INPUT FOR THIS TASK:
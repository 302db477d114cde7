//! Display rounding shared by the aggregators.
//!
//! Halves round toward positive infinity (`-0.125` becomes `-0.12`), so the
//! numbers match what the journal has always shown.

/// Rounds to 2 decimal places.
pub fn round_cents(value: f64) -> f64 {
    (value * 100.0 + 0.5).floor() / 100.0
}

/// Rounds to the nearest integer.
pub fn round_whole(value: f64) -> f64 {
    (value + 0.5).floor()
}

#[cfg(test)]
mod tests {
    use super::*;

    #[test]
    fn cents() {
        assert_eq!(round_cents(198.0), 198.0);
        assert_eq!(round_cents(1.005 * 1000.0), 1005.0);
        assert_eq!(round_cents(2.344), 2.34);
        assert_eq!(round_cents(2.346), 2.35);
    }

    #[test]
    fn halves_round_up() {
        assert_eq!(round_whole(2.5), 3.0);
        assert_eq!(round_whole(-2.5), -2.0);
        assert_eq!(round_cents(-0.125), -0.12);
    }

    #[test]
    fn nan_propagates() {
        assert!(round_cents(f64::NAN).is_nan());
        assert!(round_whole(f64::NAN).is_nan());
    }
}
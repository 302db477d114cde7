//! Per-day rollup of aggregated trades.

use super::execution::{time_of_day_seconds, Execution};
use super::trade::{build_trades, AggregatedTrade};
use chrono::NaiveDate;
use serde::{Deserialize, Serialize};
use std::collections::HashMap;

/// Parses a `YYYYMMDD` trade date.
pub fn parse_trade_date(date: &str) -> Option<NaiveDate> {
    NaiveDate::parse_from_str(date, "%Y%m%d").ok()
}

/// `20240105` → `Fri, Jan 5, 2024`. Unparsable dates are returned as-is.
pub fn format_trade_date(date: &str) -> String {
    match parse_trade_date(date) {
        Some(d) => d.format("%a, %b %-d, %Y").to_string(),
        None => date.to_string(),
    }
}

#[derive(Debug, Clone, PartialEq, Serialize, Deserialize)]
pub struct DailySummary {
    pub date: String,
    pub formatted_date: String,
    /// Ascending by first fill time.
    pub trades: Vec<AggregatedTrade>,
    pub total_trades: usize,
    pub total_volume: f64,
    pub win_count: usize,
    pub loss_count: usize,
    /// Percentage of closed trades that were wins, 0..=100.
    pub win_rate: f64,
    pub total_commissions: f64,
    pub gross_pnl: f64,
    pub net_pnl: f64,
}

impl DailySummary {
    pub fn closed_trades(&self) -> impl Iterator<Item = &AggregatedTrade> {
        self.trades.iter().filter(|t| !t.is_open)
    }

    pub fn open_trades(&self) -> impl Iterator<Item = &AggregatedTrade> {
        self.trades.iter().filter(|t| t.is_open)
    }
}

/// Rolls up every trade sharing `date`.
///
/// Counts and volume cover all trades; win/loss and P&L totals cover closed
/// trades only.
pub fn summarize_day(date: &str, mut trades: Vec<AggregatedTrade>) -> DailySummary {
    trades.sort_by_key(|t| time_of_day_seconds(&t.first_trade_time));

    let total_trades = trades.len();
    let total_volume: f64 = trades.iter().map(|t| t.volume).sum();

    let mut closed = 0usize;
    let mut win_count = 0usize;
    let mut loss_count = 0usize;
    let mut total_commissions = 0.0_f64;
    let mut gross_pnl = 0.0_f64;
    let mut net_pnl = 0.0_f64;

    for trade in trades.iter().filter(|t| !t.is_open) {
        closed += 1;
        if trade.net_pnl > 0.0 {
            win_count += 1;
        } else if trade.net_pnl < 0.0 {
            loss_count += 1;
        }
        total_commissions += trade.total_commissions;
        gross_pnl += trade.gross_pnl;
        net_pnl += trade.net_pnl;
    }

    let win_rate = if closed > 0 {
        win_count as f64 / closed as f64 * 100.0
    } else {
        0.0
    };

    DailySummary {
        date: date.to_string(),
        formatted_date: format_trade_date(date),
        trades,
        total_trades,
        total_volume,
        win_count,
        loss_count,
        win_rate,
        total_commissions,
        gross_pnl,
        net_pnl,
    }
}

/// Runs the full journal pipeline: group, build trades, roll up per day.
///
/// Days come back newest first, the order the journal view lists them.
pub fn aggregate_by_day(executions: &[Execution]) -> Vec<DailySummary> {
    let mut index: HashMap<String, usize> = HashMap::new();
    let mut dates: Vec<String> = Vec::new();
    let mut by_date: Vec<Vec<AggregatedTrade>> = Vec::new();

    for trade in build_trades(executions) {
        match index.get(&trade.date) {
            Some(&i) => by_date[i].push(trade),
            None => {
                index.insert(trade.date.clone(), dates.len());
                dates.push(trade.date.clone());
                by_date.push(vec![trade]);
            }
        }
    }

    let mut summaries: Vec<DailySummary> = dates
        .iter()
        .zip(by_date)
        .map(|(date, trades)| summarize_day(date, trades))
        .collect();

    summaries.sort_by(|a, b| b.date.cmp(&a.date));
    summaries
}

TASK BRIEF: Beginning with the opening line and ending with the final one, transcribe the material exactly.

YOUR RESPONSE:
repository 302db477d114cde7
//! Display rounding shared by the aggregators.
//!
//! Halves round toward positive infinity (`-0.125` becomes `-0.12`), so the
//! numbers match what the journal has always shown.

/// Rounds to 2 decimal places.
pub fn round_cents(value: f64) -> f64 {
    (value * 100.0 + 0.5).floor() / 100.0
}

/// Rounds to the nearest integer.
pub fn round_whole(value: f64) -> f64 {
    (value + 0.5).floor()
}

#[cfg(test)]
mod tests {
    use super::*;

    #[test]
    fn cents() {
        assert_eq!(round_cents(198.0), 198.0);
        assert_eq!(round_cents(1.005 * 1000.0), 1005.0);
        assert_eq!(round_cents(2.344), 2.34);
        assert_eq!(round_cents(2.346), 2.35);
    }

    #[test]
    fn halves_round_up() {
        assert_eq!(round_whole(2.5), 3.0);
        assert_eq!(round_whole(-2.5), -2.0);
        assert_eq!(round_cents(-0.125), -0.12);
    }

    #[test]
    fn nan_propagates() {
        assert!(round_cents(f64::NAN).is_nan());
        assert!(round_whole(f64::NAN).is_nan());
    }
}
repository 302db477d114cde7
//! Per-day rollup of aggregated trades.

use super::execution::{time_of_day_seconds, Execution};
use super::trade::{build_trades, AggregatedTrade};
use chrono::NaiveDate;
use serde::{Deserialize, Serialize};
use std::collections::HashMap;

/// Parses a `YYYYMMDD` trade date.
pub fn parse_trade_date(date: &str) -> Option<NaiveDate> {
    NaiveDate::parse_from_str(date, "%Y%m%d").ok()
}

/// `20240105` → `Fri, Jan 5, 2024`. Unparsable dates are returned as-is.
pub fn format_trade_date(date: &str) -> String {
    match parse_trade_date(date) {
        Some(d) => d.format("%a, %b %-d, %Y").to_string(),
        None => date.to_string(),
    }
}

#[derive(Debug, Clone, PartialEq, Serialize, Deserialize)]
pub struct DailySummary {
    pub date: String,
    pub formatted_date: String,
    /// Ascending by first fill time.
    pub trades: Vec<AggregatedTrade>,
    pub total_trades: usize,
    pub total_volume: f64,
    pub win_count: usize,
    pub loss_count: usize,
    /// Percentage of closed trades that were wins, 0..=100.
    pub win_rate: f64,
    pub total_commissions: f64,
    pub gross_pnl: f64,
    pub net_pnl: f64,
}

impl DailySummary {
    pub fn closed_trades(&self) -> impl Iterator<Item = &AggregatedTrade> {
        self.trades.iter().filter(|t| !t.is_open)
    }

    pub fn open_trades(&self) -> impl Iterator<Item = &AggregatedTrade> {
        self.trades.iter().filter(|t| t.is_open)
    }
}

/// Rolls up every trade sharing `date`.
///
/// Counts and volume cover all trades; win/loss and P&L totals cover closed
/// trades only.
pub fn summarize_day(date: &str, mut trades: Vec<AggregatedTrade>) -> DailySummary {
    trades.sort_by_key(|t| time_of_day_seconds(&t.first_trade_time));

    let total_trades = trades.len();
    let total_volume: f64 = trades.iter().map(|t| t.volume).sum();

    let mut closed = 0usize;
    let mut win_count = 0usize;
    let mut loss_count = 0usize;
    let mut total_commissions = 0.0_f64;
    let mut gross_pnl = 0.0_f64;
    let mut net_pnl = 0.0_f64;

    for trade in trades.iter().filter(|t| !t.is_open) {
        closed += 1;
        if trade.net_pnl > 0.0 {
            win_count += 1;
        } else if trade.net_pnl < 0.0 {
            loss_count += 1;
        }
        total_commissions += trade.total_commissions;
        gross_pnl += trade.gross_pnl;
        net_pnl += trade.net_pnl;
    }

    let win_rate = if closed > 0 {
        win_count as f64 / closed as f64 * 100.0
    } else {
        0.0
    };

    DailySummary {
        date: date.to_string(),
        formatted_date: format_trade_date(date),
        trades,
        total_trades,
        total_volume,
        win_count,
        loss_count,
        win_rate,
        total_commissions,
        gross_pnl,
        net_pnl,
    }
}

/// Runs the full journal pipeline: group, build trades, roll up per day.
///
/// Days come back newest first, the order the journal view lists them.
pub fn aggregate_by_day(executions: &[Execution]) -> Vec<DailySummary> {
    let mut index: HashMap<String, usize> = HashMap::new();
    let mut dates: Vec<String> = Vec::new();
    let mut by_date: Vec<Vec<AggregatedTrade>> = Vec::new();

    for trade in build_trades(executions) {
        match index.get(&trade.date) {
            Some(&i) => by_date[i].push(trade),
            None => {
                index.insert(trade.date.clone(), dates.len());
                dates.push(trade.date.clone());
                by_date.push(vec![trade]);
            }
        }
    }

    let mut summaries: Vec<DailySummary> = dates
        .iter()
        .zip(by_date)
        .map(|(date, trades)| summarize_day(date, trades))
        .collect();

    summaries.sort_by(|a, b| b.date.cmp(&a.date));
    summaries
}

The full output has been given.